[Stored data entries]
((

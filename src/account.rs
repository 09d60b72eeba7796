//! Registration, login and the current-user session.

use crate::constants::keys;
use crate::error::AppError;
use crate::models::{Session, UserRecord};
use crate::store::{load_json, save_json, KeyValueStore};
use crate::validation::{normalize_email, validate_optional, validate_required};
use argon2::{
    password_hash::{rand_core::OsRng, PasswordHash, PasswordHasher, PasswordVerifier, SaltString},
    Argon2,
};
use log::{info, warn};
use std::sync::Arc;

pub fn hash_password(password: &str) -> Result<String, AppError> {
    let salt = SaltString::generate(&mut OsRng);
    let hash = Argon2::default().hash_password(password.as_bytes(), &salt)?;
    Ok(hash.to_string())
}

/// False for a wrong password and for an unparseable stored hash.
pub fn verify_password(password: &str, password_hash: &str) -> bool {
    match PasswordHash::new(password_hash) {
        Ok(parsed) => Argon2::default()
            .verify_password(password.as_bytes(), &parsed)
            .is_ok(),
        Err(e) => {
            warn!("Stored password hash is unreadable: {e}");
            false
        }
    }
}

pub struct AccountStore {
    store: Arc<dyn KeyValueStore>,
}

impl AccountStore {
    pub fn new(store: Arc<dyn KeyValueStore>) -> Self {
        Self { store }
    }

    fn users(&self) -> Result<Vec<UserRecord>, AppError> {
        Ok(load_json(self.store.as_ref(), keys::USERS)?.unwrap_or_default())
    }

    fn start_session(&self, user: &UserRecord) -> Result<Session, AppError> {
        let session = user.session();
        save_json(self.store.as_ref(), keys::CURRENT_USER, &session)?;
        Ok(session)
    }

    /// Create an account and log it in.
    ///
    /// Nothing is written unless every check passes.
    pub fn register(
        &self,
        name: &str,
        email: &str,
        password: &str,
        phone: &str,
    ) -> Result<Session, AppError> {
        let name = validate_required("name", name)?;
        let email = normalize_email(email)?;
        let phone = validate_optional("phone", phone)?;
        if password.is_empty() {
            return Err(AppError::invalid("password", "is required"));
        }

        let mut users = self.users()?;
        if users.iter().any(|u| u.email == email) {
            warn!("Signup rejected: {email} already registered");
            return Err(AppError::DuplicateEmail);
        }

        let user = UserRecord {
            name: name.to_string(),
            email,
            phone: phone.to_string(),
            password: hash_password(password)?,
            photo: String::new(),
        };
        users.push(user.clone());
        save_json(self.store.as_ref(), keys::USERS, &users)?;

        info!("Registered {}", user.email);
        self.start_session(&user)
    }

    pub fn login(&self, email: &str, password: &str) -> Result<Session, AppError> {
        let email = email.trim().to_lowercase();
        let users = self.users()?;
        let user = users
            .iter()
            .find(|u| u.email == email && verify_password(password, &u.password))
            .ok_or(AppError::InvalidCredentials)?;

        info!("Logged in {}", user.email);
        self.start_session(user)
    }

    /// End the session and forget auto-login.
    pub fn logout(&self) -> Result<(), AppError> {
        self.store.remove(keys::CURRENT_USER)?;
        self.store.remove(keys::REMEMBER_ME)?;
        info!("Logged out");
        Ok(())
    }

    pub fn current_session(&self) -> Result<Option<Session>, AppError> {
        load_json(self.store.as_ref(), keys::CURRENT_USER)
    }

    pub fn set_remember_me(&self, remember: bool) -> Result<(), AppError> {
        if remember {
            self.store.set(keys::REMEMBER_ME, "true")
        } else {
            self.store.remove(keys::REMEMBER_ME)
        }
    }

    pub fn remember_me(&self) -> Result<bool, AppError> {
        Ok(self.store.get(keys::REMEMBER_ME)?.as_deref() == Some("true"))
    }

    /// Auto-login on start: keep the session only when "remember me" is set.
    ///
    /// Without "remember me" a stored session is removed, which logs the user
    /// out just like [`AccountStore::logout`].
    pub fn restore_session(&self) -> Result<Option<Session>, AppError> {
        if self.remember_me()? {
            return self.current_session();
        }
        if self.current_session()?.is_some() {
            info!("Dropping session left without remember-me");
            self.store.remove(keys::CURRENT_USER)?;
        }
        Ok(None)
    }

    pub fn user(&self, email: &str) -> Result<Option<UserRecord>, AppError> {
        let email = email.trim().to_lowercase();
        Ok(self.users()?.into_iter().find(|u| u.email == email))
    }
}
use super::KeyValueStore;
use crate::db::{migrations, Database};
use crate::error::AppError;
use crate::safe_lock;
use rusqlite::{params, OptionalExtension};
use std::path::Path;
use std::sync::Mutex;

/// Key-value store persisted in the `kv` table of a SQLite database.
pub struct SqliteStore {
    db: Mutex<Database>,
}

impl SqliteStore {
    /// Open (or create) the database at `path` and apply migrations.
    pub fn open(path: &Path) -> rusqlite::Result<Self> {
        let db = Database::open(path)?;
        Self::from_database(db)
    }

    pub fn open_in_memory() -> rusqlite::Result<Self> {
        Self::from_database(Database::open_in_memory()?)
    }

    pub fn from_database(db: Database) -> rusqlite::Result<Self> {
        migrations::run(db.connection())?;
        Ok(Self { db: Mutex::new(db) })
    }
}

impl KeyValueStore for SqliteStore {
    fn get(&self, key: &str) -> Result<Option<String>, AppError> {
        let db = safe_lock(&self.db, "Database");
        let value = db
            .connection()
            .query_row("SELECT value FROM kv WHERE key = ?1", params![key], |row| {
                row.get(0)
            })
            .optional()?;
        Ok(value)
    }

    fn set(&self, key: &str, value: &str) -> Result<(), AppError> {
        let db = safe_lock(&self.db, "Database");
        db.connection().execute(
            "INSERT INTO kv (key, value, updated_at) VALUES (?1, ?2, strftime('%s', 'now'))
             ON CONFLICT(key) DO UPDATE SET value = excluded.value, updated_at = excluded.updated_at",
            params![key, value],
        )?;
        Ok(())
    }

    fn remove(&self, key: &str) -> Result<(), AppError> {
        let db = safe_lock(&self.db, "Database");
        db.connection()
            .execute("DELETE FROM kv WHERE key = ?1", params![key])?;
        Ok(())
    }
}
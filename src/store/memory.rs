use super::KeyValueStore;
use crate::error::AppError;
use crate::safe_lock;
use std::collections::HashMap;
use std::sync::Mutex;

/// Volatile store for tests and throwaway sessions.
#[derive(Debug, Default)]
pub struct MemoryStore {
    entries: Mutex<HashMap<String, String>>,
}

impl MemoryStore {
    pub fn new() -> Self {
        Self::default()
    }

    pub fn len(&self) -> usize {
        safe_lock(&self.entries, "MemoryStore").len()
    }

    pub fn is_empty(&self) -> bool {
        self.len() == 0
    }
}

impl KeyValueStore for MemoryStore {
    fn get(&self, key: &str) -> Result<Option<String>, AppError> {
        Ok(safe_lock(&self.entries, "MemoryStore").get(key).cloned())
    }

    fn set(&self, key: &str, value: &str) -> Result<(), AppError> {
        safe_lock(&self.entries, "MemoryStore").insert(key.to_string(), value.to_string());
        Ok(())
    }

    fn remove(&self, key: &str) -> Result<(), AppError> {
        safe_lock(&self.entries, "MemoryStore").remove(key);
        Ok(())
    }
}
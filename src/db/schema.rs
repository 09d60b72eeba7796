pub const SCHEMA: &str = r#"
CREATE TABLE IF NOT EXISTS kv (
    key TEXT PRIMARY KEY NOT NULL,
    value TEXT NOT NULL,
    updated_at INTEGER NOT NULL DEFAULT (strftime('%s', 'now'))
);
"#;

))

→ **WORK TO COMPLETE**:
Without altering anything, print all of the data again.

→ **EXERCISE SOLUTION**:
filename src/account.rs
repository 09d60b72eeba7796
//! Registration, login and the current-user session.

use crate::constants::keys;
use crate::error::AppError;
use crate::models::{Session, UserRecord};
use crate::store::{load_json, save_json, KeyValueStore};
use crate::validation::{normalize_email, validate_optional, validate_required};
use argon2::{
    password_hash::{rand_core::OsRng, PasswordHash, PasswordHasher, PasswordVerifier, SaltString},
    Argon2,
};
use log::{info, warn};
use std::sync::Arc;

pub fn hash_password(password: &str) -> Result<String, AppError> {
    let salt = SaltString::generate(&mut OsRng);
    let hash = Argon2::default().hash_password(password.as_bytes(), &salt)?;
    Ok(hash.to_string())
}

/// False for a wrong password and for an unparseable stored hash.
pub fn verify_password(password: &str, password_hash: &str) -> bool {
    match PasswordHash::new(password_hash) {
        Ok(parsed) => Argon2::default()
            .verify_password(password.as_bytes(), &parsed)
            .is_ok(),
        Err(e) => {
            warn!("Stored password hash is unreadable: {e}");
            false
        }
    }
}

pub struct AccountStore {
    store: Arc<dyn KeyValueStore>,
}

impl AccountStore {
    pub fn new(store: Arc<dyn KeyValueStore>) -> Self {
        Self { store }
    }

    fn users(&self) -> Result<Vec<UserRecord>, AppError> {
        Ok(load_json(self.store.as_ref(), keys::USERS)?.unwrap_or_default())
    }

    fn start_session(&self, user: &UserRecord) -> Result<Session, AppError> {
        let session = user.session();
        save_json(self.store.as_ref(), keys::CURRENT_USER, &session)?;
        Ok(session)
    }

    /// Create an account and log it in.
    ///
    /// Nothing is written unless every check passes.
    pub fn register(
        &self,
        name: &str,
        email: &str,
        password: &str,
        phone: &str,
    ) -> Result<Session, AppError> {
        let name = validate_required("name", name)?;
        let email = normalize_email(email)?;
        let phone = validate_optional("phone", phone)?;
        if password.is_empty() {
            return Err(AppError::invalid("password", "is required"));
        }

        let mut users = self.users()?;
        if users.iter().any(|u| u.email == email) {
            warn!("Signup rejected: {email} already registered");
            return Err(AppError::DuplicateEmail);
        }

        let user = UserRecord {
            name: name.to_string(),
            email,
            phone: phone.to_string(),
            password: hash_password(password)?,
            photo: String::new(),
        };
        users.push(user.clone());
        save_json(self.store.as_ref(), keys::USERS, &users)?;

        info!("Registered {}", user.email);
        self.start_session(&user)
    }

    pub fn login(&self, email: &str, password: &str) -> Result<Session, AppError> {
        let email = email.trim().to_lowercase();
        let users = self.users()?;
        let user = users
            .iter()
            .find(|u| u.email == email && verify_password(password, &u.password))
            .ok_or(AppError::InvalidCredentials)?;

        info!("Logged in {}", user.email);
        self.start_session(user)
    }

    /// End the session and forget auto-login.
    pub fn logout(&self) -> Result<(), AppError> {
        self.store.remove(keys::CURRENT_USER)?;
        self.store.remove(keys::REMEMBER_ME)?;
        info!("Logged out");
        Ok(())
    }

    pub fn current_session(&self) -> Result<Option<Session>, AppError> {
        load_json(self.store.as_ref(), keys::CURRENT_USER)
    }

    pub fn set_remember_me(&self, remember: bool) -> Result<(), AppError> {
        if remember {
            self.store.set(keys::REMEMBER_ME, "true")
        } else {
            self.store.remove(keys::REMEMBER_ME)
        }
    }

    pub fn remember_me(&self) -> Result<bool, AppError> {
        Ok(self.store.get(keys::REMEMBER_ME)?.as_deref() == Some("true"))
    }

    /// Auto-login on start: keep the session only when "remember me" is set.
    ///
    /// Without "remember me" a stored session is removed, which logs the user
    /// out just like [`AccountStore::logout`].
    pub fn restore_session(&self) -> Result<Option<Session>, AppError> {
        if self.remember_me()? {
            return self.current_session();
        }
        if self.current_session()?.is_some() {
            info!("Dropping session left without remember-me");
            self.store.remove(keys::CURRENT_USER)?;
        }
        Ok(None)
    }

    pub fn user(&self, email: &str) -> Result<Option<UserRecord>, AppError> {
        let email = email.trim().to_lowercase();
        Ok(self.users()?.into_iter().find(|u| u.email == email))
    }
}
use super::KeyValueStore;
use crate::db::{migrations, Database};
use crate::error::AppError;
use crate::safe_lock;
use rusqlite::{params, OptionalExtension};
use std::path::Path;
use std::sync::Mutex;

/// Key-value store persisted in the `kv` table of a SQLite database.
pub struct SqliteStore {
    db: Mutex<Database>,
}

impl SqliteStore {
    /// Open (or create) the database at `path` and apply migrations.
    pub fn open(path: &Path) -> rusqlite::Result<Self> {
        let db = Database::open(path)?;
        Self::from_database(db)
    }

    pub fn open_in_memory() -> rusqlite::Result<Self> {
        Self::from_database(Database::open_in_memory()?)
    }

    pub fn from_database(db: Database) -> rusqlite::Result<Self> {
        migrations::run(db.connection())?;
        Ok(Self { db: Mutex::new(db) })
    }
}

impl KeyValueStore for SqliteStore {
    fn get(&self, key: &str) -> Result<Option<String>, AppError> {
        let db = safe_lock(&self.db, "Database");
        let value = db
            .connection()
            .query_row("SELECT value FROM kv WHERE key = ?1", params![key], |row| {
                row.get(0)
            })
            .optional()?;
        Ok(value)
    }

    fn set(&self, key: &str, value: &str) -> Result<(), AppError> {
        let db = safe_lock(&self.db, "Database");
        db.connection().execute(
            "INSERT INTO kv (key, value, updated_at) VALUES (?1, ?2, strftime('%s', 'now'))
             ON CONFLICT(key) DO UPDATE SET value = excluded.value, updated_at = excluded.updated_at",
            params![key, value],
        )?;
        Ok(())
    }

    fn remove(&self, key: &str) -> Result<(), AppError> {
        let db = safe_lock(&self.db, "Database");
        db.connection()
            .execute("DELETE FROM kv WHERE key = ?1", params![key])?;
        Ok(())
    }
}
filename src/store/memory.rs
use super::KeyValueStore;
use crate::error::AppError;
use crate::safe_lock;
use std::collections::HashMap;
use std::sync::Mutex;

/// Volatile store for tests and throwaway sessions.
#[derive(Debug, Default)]
pub struct MemoryStore {
    entries: Mutex<HashMap<String, String>>,
}

impl MemoryStore {
    pub fn new() -> Self {
        Self::default()
    }

    pub fn len(&self) -> usize {
        safe_lock(&self.entries, "MemoryStore").len()
    }

    pub fn is_empty(&self) -> bool {
        self.len() == 0
    }
}

impl KeyValueStore for MemoryStore {
    fn get(&self, key: &str) -> Result<Option<String>, AppError> {
        Ok(safe_lock(&self.entries, "MemoryStore").get(key).cloned())
    }

    fn set(&self, key: &str, value: &str) -> Result<(), AppError> {
        safe_lock(&self.entries, "MemoryStore").insert(key.to_string(), value.to_string());
        Ok(())
    }

    fn remove(&self, key: &str) -> Result<(), AppError> {
        safe_lock(&self.entries, "MemoryStore").remove(key);
        Ok(())
    }
}
filename src/db/schema.rs
repository 09d60b72eeba7796
pub const SCHEMA: &str = r#"
CREATE TABLE IF NOT EXISTS kv (
    key TEXT PRIMARY KEY NOT NULL,
    value TEXT NOT NULL,
    updated_at INTEGER NOT NULL DEFAULT (strftime('%s', 'now'))
);
"#;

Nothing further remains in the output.